Gaming, Geek, Role-playing Games

Experimental Tabletop #2: The Quiet Year

It’s been a while since I got the late night inspiration to do an experimental tabletop game review. While our group still meets every two weeks, I must admit it is only when I encounter a game that falls just short of its mark that I feel really inspired to review and critique it. So, that brings us to our latest installment – The Quiet Year.

Quiet-Year-Promo-Wide

The Quiet Year is a story game, not really a role-playing game. It comes from a decent pedigree – the author is also responsible for the seminal Monsterhearts, a popular Apocalypse World hack. It is part of the sub-genre of story games that revolve around drawing a map in order to tell the story of a place, in a similar fashion to Dawn of Worlds. It has a very simple setup – there is a post-apocalyptic community who have just emerged victorious and driven off an undefined enemy called The Jackals.
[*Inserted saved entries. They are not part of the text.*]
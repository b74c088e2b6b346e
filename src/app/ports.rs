use std::future::Future;
use std::pin::Pin;
use std::time::Duration;

use async_trait::async_trait;

use crate::domain::RawRecord;

/// Future producing a fresh page of raw records; a cache only polls it on a
/// miss.
pub type RecordProducer = Pin<Box<dyn Future<Output = Vec<RawRecord>> + Send>>;

#[async_trait]
pub trait RecordSourcePort: Send + Sync {
    /// Fetch one page of raw event records, already filtered and sorted by
    /// the external service. Must never fail: transport errors are absorbed
    /// at this boundary and map to an empty page.
    async fn fetch_raw_events(&self, is_future: bool) -> Vec<RawRecord>;
}

#[async_trait]
pub trait EventCachePort: Send + Sync {
    /// Returns the records stored under `(key, locale)` while they are
    /// younger than `ttl`, otherwise awaits `producer` and stores its output.
    async fn fetch_cached(
        &self,
        key: &str,
        locale: &str,
        ttl: Duration,
        producer: RecordProducer,
    ) -> Vec<RawRecord>;
}
pub mod memory_cache;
There will be one year of relative peace before similarly undefined Frost Shepherds come in the winter and the game ends. You and the other players will determine what happens in that year to this community.

Notice I did not say you are playing members of this community. In fact, the rules make it very clear you are not. You are instead supposed to be the disembodied advocates of the community and its members, its prevailing thoughts, but at no point do you play out a scene or track a single character too closely. This game is about the players growing and exploring the community and its landscape together.

What happens during each week of the year is determined by a draw from a deck of cards, each player getting a turn. On your turn, your draw dictates what happens to the community and you decide how to implement it. Sometimes you are given a choice – either a project fails but you gain a needed resource, or a project succeeds but you lose an important resource. Other times, you are just given an outcome and decide how to implement it.

Also, the active player can have the settlement start up projects, discover something new on the map, or hold group discussions – the only time other players are allowed to give input.

Yes, the game actively forbids you from engaging in table talk with the other players about what you are going to do. The first way to get players input on the possible path of the settlement is to use your action to call for a discussion and positing a question, and even then, each person talks in turn and cannot say more than two sentences. Other than that, the only feedback the other players can give is non-verbally signalling their displeasure with what you have done by taking Contempt tokens from the middle of the table.

The designer does this with the intent of showing that community decision-making and group activities are actually quite sloppy and it is hard to really get a feel for what everyone thinks comprehensively. In large groups, it is easier to tell that people are unhappy than to find out why. Human interaction is messy.

What Works

The game does create a map and chart out the story of a community as they engage in projects, solve problems, find things that are scarce and deal with shortages. The deck draws are interesting but generic enough you can make anything happen – working ‘the weakest of you dies’ or ‘marauders approach’ is possible in any situation of desperation.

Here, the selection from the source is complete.